Hasrat Abu

Tiara Khapsari Puspa Negara
Chapter #10

Hasrat Dengan Langkah Untuk Mengingat

"Anin, kamu pulang ya. Kita bicarakan ini baik-baik. Hal kayak gini gak bisa dibicarakan lewat telepon atau ditulis lewat surat nak."

"Ibu..." Anin meninggalkan jeda. Dia menghela napas dan mengusap wajahnya dengan gusar. Hati kecilnya telah menyesal memutuskan untuk menerima panggilan masuk yang sebelumnya dibiarkan hingga 6 suara dentingan secara berurutan terdengar di telinganya. Dia benar-benar menyesal.

"Ibu udah terima su..."

"Iya, iya! Ibu sudah menerima dua suratmu. Ibu dan Ayah ingin membicarakan itu setelah kau mau pulang nanti. Lusa Ayah akan menjem..."

"Ih, Ibu! Gak usah. Aku udah bilang kan, aku akan pulang kalau pekerjaanku udah gak padet lagi."

Mungkin ini akan menjadi sebuah percakapan saling memotong satu sama lain. Tidak mau kalimat yang hendak disampaikan lawan bicara digenapkan. Sungguh ajaib, maksud yang ingin disampaikan sudah dipahami sebelum kalimat itu sempurna selesai diucapkan.

"Kapan gak padetnya? Dia terus menghubungi Anin."

Anin menghela napas. Telah mengetahui satu fakta tentangnya tanpa disengaja, tanpa bertanya. Telah berhasil menjawab pertanyaan sahabatnya ketika ia berhasil membuka kisahnya sendiri hanya dengan satu penggambaran yang dia punya. Sungguh tidak bisa dipercaya oleh dirinya sendiri.

Orang itu masih menunggu keputusannya.

"Kan aku udah tulis di surat ibu. Bilang saja aku masih mencari keputusan yang tepat. Kalau dia tidak bisa menerima, tinggalkan saja lamaran yang tidak pernah terjadi ini."

"Bagaimana Ibu bisa bilang begitu nak? Orang tuanya masih mau nerima kamu setelah teriakan itu. Kamu mau jadi perawan tua?"

Satu fakta lagi telah diketahuinya. Orang tua pemuda itu masih mau menerimanya setelah teriakan anehnya. Lagi-lagi, tidak dapat dipercaya.

"Haduh! Ibu dan Ayah gak pernah baca suratku? Gak ngerti dengan apa yang aku ucapkan?" ujar Anin, setengah berteriak. Setidaknya dia sedang berusaha menahan dirinya untuk tidak berteriak.

"Ibu dan Ayah selalu baca suratmu, Anin. Memangnya kamu sungguh-sungguh mau jadi seperti Rabi'ah itu? Memangnya bisa?"

"Ibu, aku sadar kemampuan mengajiku masih terbatas. Bahkan di umur segini belum hafal hukum tajwid di luar kepala. Aku terlalu sering mendengarkan lagu-lagu berbahasa hindi itu dari pada membaca Al-Qur'an. Hafizah pun bukan. Mangkanya Ibu gak usah pikirin itu.
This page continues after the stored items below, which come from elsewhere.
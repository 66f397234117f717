//! A `goto` block loops back to an earlier block while a condition holds,
//! then falls through once the condition flips, driven end-to-end through
//! the orchestrator and durable storage rather than the interpreter alone.

mod support;

use serde_json::json;
use serial_test::serial;

use workflow_engine::model::{Condition, ConditionOperator, OrgId, RunStatus, TriggerType, WorkflowId};
use workflow_engine::orchestrator::TriggerRequest;

#[tokio::test]
#[serial]
async fn loops_until_condition_flips_then_completes() {
    let (orch, store) = support::orchestrator_with(support::real_registry());
    let workflow_id = WorkflowId::new();
    let org_id = OrgId::new();

    let blocks = vec![
        support::block(
            "init",
            "math",
            0,
            vec![
                ("math_operation", json!({"op": "add", "input": 0, "operand": 0})),
                ("math_bind_value", json!("count")),
            ],
        ),
        support::block(
            "increment",
            "math",
            1,
            vec![
                ("math_operation", json!({"op": "add", "input": "$state.count", "operand": 1})),
                ("math_bind_value", json!("count")),
            ],
        ),
        support::guarded_block(
            "loop_back",
            "goto",
            2,
            vec![("goto_target", json!("increment"))],
            vec![Condition { left: "$state.count".to_string().into(), operator: ConditionOperator::Lt, right: json!(3) }],
        ),
    ];

    store.save_version(&support::published_version(workflow_id, blocks)).unwrap();

    let run_id = orch
        .trigger(TriggerRequest {
            workflow_id,
            version: 1,
            trigger_type: TriggerType::Api,
            event_data: Default::default(),
            org_id,
            run_id: None,
            device_id: None,
        })
        .await
        .unwrap();

    let run = support::wait_for_terminal(&store, run_id).await;
    assert_eq!(run.status, RunStatus::Completed);

    let steps = store.load_steps(run_id).unwrap();
    let last_increment = steps.iter().rev().find(|s| s.block_name == "increment").expect("an increment step ran");
    assert_eq!(last_increment.state_delta.get("count"), Some(&json!(3.0)));

    // three increments ran for real (not via a deferred fork), so the loop
    // guard itself was evaluated and allowed to fall through exactly once.
    let skipped_loop_backs = steps.iter().filter(|s| s.block_name == "loop_back").count();
    assert_eq!(skipped_loop_backs, 1);
}
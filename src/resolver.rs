//! Reference Resolver: dereferences `$`-prefixed scope expressions and
//! `{{...}}` interpolation templates against a `WorkflowContext`.
//!
//! Mirrors spec §4.1. Missing segments resolve to `None` — this layer
//! never raises an error; callers decide whether `None` is fatal.

use chrono::Utc;
use serde_json::Value;

use crate::context::WorkflowContext;

/// A single parsed path segment.
#[derive(Debug, Clone, PartialEq)]
enum Segment {
    Key(String),
    Index(usize),
}

/// Parse a dot/bracket path (`foo.bar[0]["baz.qux"]`) into segments.
/// Unclosed brackets are treated as literal text rather than an error.
fn parse_path(path: &str) -> Vec<Segment> {
    let mut segments = Vec::new();
    let chars: Vec<char> = path.chars().collect();
    let mut i = 0;
    let mut current = String::new();

    fn flush(current: &mut String, segments: &mut Vec<Segment>) {
        if !current.is_empty() {
            segments.push(Segment::Key(std::mem::take(current)));
        }
    }

    while i < chars.len() {
        let c = chars[i];
        match c {
            '.' => {
                flush(&mut current, &mut segments);
                i += 1;
            }
            '[' => {
                // find matching close bracket
                if let Some(close_rel) = chars[i + 1..].iter().position(|&c| c == ']') {
                    flush(&mut current, &mut segments);
                    let close = i + 1 + close_rel;
                    let inner: String = chars[i + 1..close].iter().collect();
                    let inner_trimmed = inner.trim();
                    if (inner_trimmed.starts_with('"') && inner_trimmed.ends_with('"') && inner_trimmed.len() >= 2)
                        || (inner_trimmed.starts_with('\'') && inner_trimmed.ends_with('\'') && inner_trimmed.len() >= 2)
                    {
                        segments.push(Segment::Key(inner_trimmed[1..inner_trimmed.len() - 1].to_string()));
                    } else if let Ok(n) = inner_trimmed.parse::<usize>() {
                        segments.push(Segment::Index(n));
                    } else {
                        segments.push(Segment::Key(inner_trimmed.to_string()));
                    }
                    i = close + 1;
                } else {
                    // unclosed bracket: treat '[' as literal text
                    current.push(c);
                    i += 1;
                }
            }
            _ => {
                current.push(c);
                i += 1;
            }
        }
    }
    flush(&mut current, &mut segments);
    segments
}

fn walk<'a>(value: &'a Value, segments: &[Segment]) -> Option<&'a Value> {
    let mut current = value;
    for seg in segments {
        match (seg, current) {
            (Segment::Key(k), Value::Object(map)) => {
                current = map.get(k)?;
            }
            (Segment::Index(i), Value::Array(arr)) => {
                current = arr.get(*i)?;
            }
            (Segment::Key(k), Value::Array(arr)) => {
                // non-numeric segment on an array yields undefined, except
                // numeric-looking keys, which we already route through Index.
                if let Ok(i) = k.parse::<usize>() {
                    current = arr.get(i)?;
                } else {
                    return None;
                }
            }
            _ => return None,
        }
    }
    Some(current)
}

/// Resolve a `$`-prefixed expression against the context. Returns `None`
/// for any missing segment, unknown scope, or malformed expression.
pub fn resolve(expr: &str, ctx: &WorkflowContext) -> Option<Value> {
    let rest = expr.strip_prefix('$')?;
    if rest.is_empty() {
        return None;
    }
    let segments = parse_path(rest);
    if segments.is_empty() {
        return None;
    }
    let Segment::Key(scope) = &segments[0] else { return None };
    let tail = &segments[1..];

    match scope.as_str() {
        "state" => walk(&Value::Object(ctx.state.clone()), tail).cloned(),
        "cache" => {
            let Some(Segment::Key(first)) = tail.first() else { return None };
            let cached = ctx.cache.get(first)?.clone();
            if tail.len() > 1 {
                walk(&cached, &tail[1..]).cloned()
            } else {
                Some(cached)
            }
        }
        "artifacts" => walk(&Value::Array(ctx.artifacts.clone()), tail).cloned(),
        "secrets" => walk(&Value::Object(ctx.secrets.clone()), tail).cloned(),
        "paths" => walk(&Value::Object(ctx.paths.clone()), tail).cloned(),
        "event" => walk(&Value::Object(ctx.event.clone()), tail).cloned(),
        "run" => {
            let run_value = serde_json::to_value(&ctx.run).ok()?;
            walk(&run_value, tail).cloned()
        }
        "error" => walk(&Value::Object(ctx.last_error.clone()), tail).cloned(),
        "now" => Some(Value::String(Utc::now().to_rfc3339())),
        "keys" => {
            let joined = tail
                .iter()
                .map(|s| match s {
                    Segment::Key(k) => k.clone(),
                    Segment::Index(i) => i.to_string(),
                })
                .collect::<Vec<_>>()
                .join(".");
            let resolver = ctx.key_resolver.as_ref()?;
            resolver(&joined).map(Value::String)
        }
        "loop" => {
            let Some(Segment::Key(id)) = tail.first() else { return None };
            let state = ctx.loops.get(id)?;
            let value = serde_json::json!({ "index": state.index, "artifact": state.artifact });
            if tail.len() > 1 {
                walk(&value, &tail[1..]).cloned()
            } else {
                Some(value)
            }
        }
        "row" | "item" => {
            let id = ctx.active_loop.as_ref()?;
            let state = ctx.loops.get(id)?;
            Some(state.artifact.clone())
        }
        "index" => {
            let id = ctx.active_loop.as_ref()?;
            let state = ctx.loops.get(id)?;
            Some(Value::Number(state.index.into()))
        }
        _ => None,
    }
}

/// Replace every `{{expr}}` segment with `String(resolve(expr))`, `null`/
/// missing becoming the empty string. Surrounding text is preserved verbatim.
pub fn interpolate(template: &str, ctx: &WorkflowContext) -> String {
    let mut out = String::with_capacity(template.len());
    let bytes = template.as_bytes();
    let mut i = 0;
    while i < bytes.len() {
        if bytes[i] == b'{' && i + 1 < bytes.len() && bytes[i + 1] == b'{' {
            if let Some(rel_end) = template[i + 2..].find("}}") {
                let expr = template[i + 2..i + 2 + rel_end].trim();
                let resolved = resolve(expr, ctx);
                out.push_str(&stringify(resolved));
                i = i + 2 + rel_end + 2;
                continue;
            }
        }
        out.push(template[i..].chars().next().unwrap());
        i += template[i..].chars().next().unwrap().len_utf8();
    }
    out
}

fn stringify(value: Option<Value>) -> String {
    match value {
        None | Some(Value::Null) => String::new(),
        Some(Value::String(s)) => s,
        Some(other) => other.to_string(),
    }
}

/// Dispatch on the shape of `maybe_expr`: `$`-prefixed strings are
/// resolved, strings containing `{{` are interpolated, everything else
/// passes through unchanged.
pub fn resolve_value(maybe_expr: &Value, ctx: &WorkflowContext) -> Value {
    match maybe_expr {
        Value::String(s) if s.starts_with('$') => resolve(s, ctx).unwrap_or(Value::Null),
        Value::String(s) if s.contains("{{") => Value::String(interpolate(s, ctx)),
        other => other.clone(),
    }
}

#[cfg(test)]
mod tests {
    use super::*;
    use crate::context::RunMeta;
    use serde_json::json;

    fn ctx_with_state(state: serde_json::Map<String, Value>) -> WorkflowContext {
        let mut ctx = WorkflowContext::new(RunMeta::default(), Default::default(), Default::default(), Default::default());
        ctx.state = state;
        ctx
    }

    #[test]
    fn resolves_simple_state_path() {
        let ctx = ctx_with_state(json!({"x": 1, "y": 2}).as_object().unwrap().clone());
        assert_eq!(resolve_value(&json!("$state.x"), &ctx), json!(1));
    }

    #[test]
    fn resolves_bracket_and_quoted_paths() {
        let ctx = ctx_with_state(json!({"a": {"b.c": [10, 20]}}).as_object().unwrap().clone());
        assert_eq!(resolve("$state.a[\"b.c\"][1]", &ctx), Some(json!(20)));
    }

    #[test]
    fn interpolation_preserves_surrounding_text() {
        let ctx = ctx_with_state(json!({"x": 1, "y": 2}).as_object().unwrap().clone());
        let out = resolve_value(&json!("{{$state.x}} + {{$state.y}}"), &ctx);
        assert_eq!(out, json!("1 + 2"));
    }

    #[test]
    fn missing_segment_is_undefined_not_error() {
        let ctx = ctx_with_state(Default::default());
        assert_eq!(resolve("$state.missing.deep", &ctx), None);
    }

    #[test]
    fn unclosed_bracket_is_literal() {
        let ctx = ctx_with_state(Default::default());
        // Should not panic; falls through to no match.
        assert_eq!(resolve("$state.foo[0", &ctx), None);
    }

    #[test]
    fn now_is_fresh_each_access() {
        let ctx = ctx_with_state(Default::default());
        let a = resolve("$now", &ctx);
        assert!(a.is_some());
    }
}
Biar aku yang menyelesaikan ini. Ibu cukup bilang saja seperti yang di surat itu."

"Anin, ayo pikirin ini bar..."

"Ibu baca juga kan apa yang aku suruh tebak? Asal teriakan itu? Penyebab aku berteriak seperti itu? Soal abu dan sendu?" Kini matanya mulai memerah, tapi dia masih mampu mengontrol suaranya.
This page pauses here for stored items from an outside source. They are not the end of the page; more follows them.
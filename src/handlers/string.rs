//! `string` handler: deterministic string transforms.

use async_trait::async_trait;
use serde_json::Value;

use crate::context::WorkflowContext;
use crate::error::{WorkflowError, WorkflowResult};
use crate::handlers::{bind_value_key, operations_of};
use crate::model::Block;
use crate::registry::{BlockHandler, BlockResult};
use crate::resolver::resolve_value;

pub struct StringHandler;

fn apply_op(op: &Value, ctx: &WorkflowContext, current: &str) -> WorkflowResult<String> {
    let kind = op.get("op").and_then(|v| v.as_str()).unwrap_or("concat");
    let input = op
        .get("input")
        .map(|v| resolve_value(v, ctx))
        .and_then(|v| v.as_str().map(str::to_string))
        .unwrap_or_else(|| current.to_string());

    Ok(match kind {
        "uppercase" => input.to_uppercase(),
        "lowercase" => input.to_lowercase(),
        "trim" => input.trim().to_string(),
        "concat" => {
            let suffix = op.get("value").map(|v| resolve_value(v, ctx)).and_then(|v| v.as_str().map(str::to_string)).unwrap_or_default();
            format!("{input}{suffix}")
        }
        "replace" => {
            let from = op.get("from").and_then(|v| v.as_str()).unwrap_or("");
            let to = op.get("to").and_then(|v| v.as_str()).unwrap_or("");
            input.replace(from, to)
        }
        "split_join" => {
            let sep = op.get("separator").and_then(|v| v.as_str()).unwrap_or(",");
            input.split(sep).collect::<Vec<_>>().join(sep)
        }
        "slice" => {
            let start = op.get("start").and_then(|v| v.as_u64()).unwrap_or(0) as usize;
            let end = op.get("end").and_then(|v| v.as_u64()).map(|v| v as usize).unwrap_or(input.len());
            input.chars().skip(start).take(end.saturating_sub(start)).collect()
        }
        other => return Err(WorkflowError::Validation(format!("unknown string operation: {other}"))),
    })
}

#[async_trait]
impl BlockHandler for StringHandler {
    async fn execute(&self, block: &Block, ctx: &mut WorkflowContext) -> WorkflowResult<BlockResult> {
        let ops = operations_of(block, "string");
        let mut current = resolve_value(block.logic.get("string_input").unwrap_or(&Value::Null), ctx)
            .as_str()
            .unwrap_or("")
            .to_string();
        for op in &ops {
            current = apply_op(op, ctx, &current)?;
        }
        let mut result = BlockResult::default();
        if let Some(bind) = bind_value_key(block, "string") {
            result = result.with_state(bind, Value::String(current));
        }
        Ok(result)
    }
}
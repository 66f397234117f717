//! Static denylist for the code sandbox (spec §4.7). Defense-in-depth: the
//! runtime also disables dynamic code synthesis and scopes globals, but
//! this pass runs first and reports *every* match rather than
//! short-circuiting, so operators get the full inventory of what tripped.

use regex::Regex;

/// A single denylist rule: a human name plus the pattern it matches.
struct Rule {
    name: &'static str,
    pattern: &'static str,
}

const RULES: &[Rule] = &[
    Rule { name: "dynamic-require", pattern: r"\brequire\s*\(" },
    Rule { name: "dynamic-import", pattern: r"\bimport\s*\(" },
    Rule { name: "process-access", pattern: r"\bprocess\s*\." },
    Rule { name: "global-access", pattern: r"\b(global|globalThis)\s*\." },
    Rule { name: "filesystem-access", pattern: r"\bfs\s*\.\s*(read|write|unlink|append|mkdir|rmdir)" },
    Rule { name: "subprocess-spawn", pattern: r"\b(child_process|spawn|execSync|exec)\s*\(" },
    Rule { name: "prototype-escape", pattern: r"__proto__|constructor\s*\[|constructor\s*\(" },
    Rule { name: "dynamic-code-eval", pattern: r"\beval\s*\(" },
    Rule { name: "dynamic-code-function-ctor", pattern: r"\bnew\s+Function\s*\(" },
    Rule { name: "byte-buffer", pattern: r"\bBuffer\s*\.\s*(from|alloc)\s*\(" },
    Rule { name: "base64-smuggle", pattern: r"\b(atob|btoa)\s*\(" },
    Rule { name: "charcode-stringify-bypass", pattern: r"String\s*\.\s*fromCharCode\s*\(" },
];

/// A denylist pattern that matched, with the offending snippet for operator diagnostics.
#[derive(Debug, Clone, PartialEq, Eq)]
pub struct DenylistMatch {
    pub rule: &'static str,
    pub snippet: String,
}

/// Scan `source` against every rule, returning every match found (not just
/// the first). An empty result means the source passed static analysis.
pub fn scan(source: &str) -> Vec<DenylistMatch> {
    let mut matches = Vec::new();
    for rule in RULES {
        // Rules are small, fixed, trusted patterns compiled per call; the
        // sandbox is not a hot path shared across thousands of calls per
        // second, so this favors simplicity over a lazily-cached regex set.
        if let Ok(re) = Regex::new(rule.pattern) {
            if let Some(m) = re.find(source) {
                matches.push(DenylistMatch { rule: rule.name, snippet: m.as_str().to_string() });
            }
        }
    }
    matches
}

#[cfg(test)]
mod tests {
    use super::*;

    #[test]
    fn every_rule_individually_rejects_a_minimal_source() {
        let samples: &[(&str, &str)] = &[
            ("dynamic-require", "require('fs')"),
            ("dynamic-import", "import('fs')"),
            ("process-access", "process.exit()"),
            ("global-access", "globalThis.x"),
            ("filesystem-access", "fs.readFile('x')"),
            ("subprocess-spawn", "exec('ls')"),
            ("prototype-escape", "x.__proto__"),
            ("dynamic-code-eval", "eval('1')"),
            ("dynamic-code-function-ctor", "new Function('return 1')"),
            ("byte-buffer", "Buffer.from('x')"),
            ("base64-smuggle", "atob('x')"),
            ("charcode-stringify-bypass", "String.fromCharCode(65)"),
        ];
        for (rule, src) in samples {
            let matches = scan(src);
            assert!(matches.iter().any(|m| &m.rule == rule), "expected {rule} to trip on {src}");
        }
    }

    #[test]
    fn collects_all_matches_without_short_circuiting() {
        let src = "eval('1'); process.exit(); require('fs');";
        let matches = scan(src);
        assert!(matches.len() >= 3);
    }

    #[test]
    fn clean_source_passes() {
        assert!(scan("state.a = (state.a ?? 0) + 1; return state.a;").is_empty());
    }
}
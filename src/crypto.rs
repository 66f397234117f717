//! Secrets-at-rest envelope sealing for persisted `PausedRunState`.
//!
//! A paused run's context snapshot may carry values derived from `secrets`
//! (e.g. a fetch response bound to state after a secret-bearing request).
//! Before a `PausedRunState` is written to the `StateStore`, the orchestrator
//! seals it through this module rather than persisting plaintext.
//!
//! Built from `blake3`'s keyed XOF as a stream cipher plus a random nonce
//! (`fastrand`) — both already teacher dependencies — since no dedicated
//! AEAD crate appears anywhere in the retrieval pack (see DESIGN.md).

use crate::error::{WorkflowError, WorkflowResult};

const NONCE_LEN: usize = 24;

/// Derive a keystream from `key` and `nonce` via BLAKE3's keyed XOF, then
/// XOR it into `data` in place. Calling this twice with the same key/nonce
/// is its own inverse (stream cipher), so it serves as both seal and open.
fn xor_keystream(key: &[u8; 32], nonce: &[u8], data: &mut [u8]) {
    let mut hasher = blake3::Hasher::new_keyed(key);
    hasher.update(nonce);
    let mut reader = hasher.finalize_xof();
    let mut keystream = vec![0u8; data.len()];
    reader.fill(&mut keystream);
    for (b, k) in data.iter_mut().zip(keystream.iter()) {
        *b ^= k;
    }
}

/// Derive a 32-byte key from an arbitrary-length passphrase via BLAKE3.
fn derive_key(key_material: &[u8]) -> [u8; 32] {
    *blake3::hash(key_material).as_bytes()
}

/// Seal `plaintext` under `key_material`. Output is `nonce || ciphertext`,
/// hex-encoded. A fresh random nonce is drawn on every call, so sealing the
/// same plaintext twice yields different ciphertexts.
pub fn seal(plaintext: &[u8], key_material: &[u8]) -> String {
    let key = derive_key(key_material);
    let mut nonce = vec![0u8; NONCE_LEN];
    for byte in nonce.iter_mut() {
        *byte = fastrand::u8(..);
    }
    let mut buf = plaintext.to_vec();
    xor_keystream(&key, &nonce, &mut buf);
    let mut envelope = nonce;
    envelope.extend_from_slice(&buf);
    hex::encode(envelope)
}

/// Inverse of `seal`. Fails loudly on malformed envelopes rather than
/// returning garbage.
pub fn open(sealed_hex: &str, key_material: &[u8]) -> WorkflowResult<Vec<u8>> {
    let envelope = hex::decode(sealed_hex).map_err(|e| WorkflowError::Validation(format!("invalid sealed envelope: {e}")))?;
    if envelope.len() < NONCE_LEN {
        return Err(WorkflowError::Validation("sealed envelope too short".to_string()));
    }
    let (nonce, ciphertext) = envelope.split_at(NONCE_LEN);
    let key = derive_key(key_material);
    let mut buf = ciphertext.to_vec();
    xor_keystream(&key, nonce, &mut buf);
    Ok(buf)
}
"Ibu gak ngerti soal itu, Ayah juga. Kamu kan tinggal kasih tahu aja, kenapa minta Ibu dan Ayah menebak?"

"Kalau Anin yang kasih tahu soal itu, Ibu dan Ayah gak akan sadar apa yang salah. Petunjuknya ada di surat kemarin. Ibu dan Ayah baca terus saja."

"Kalau kamu sudah tahu jawabannya kenapa gak pulang nak?"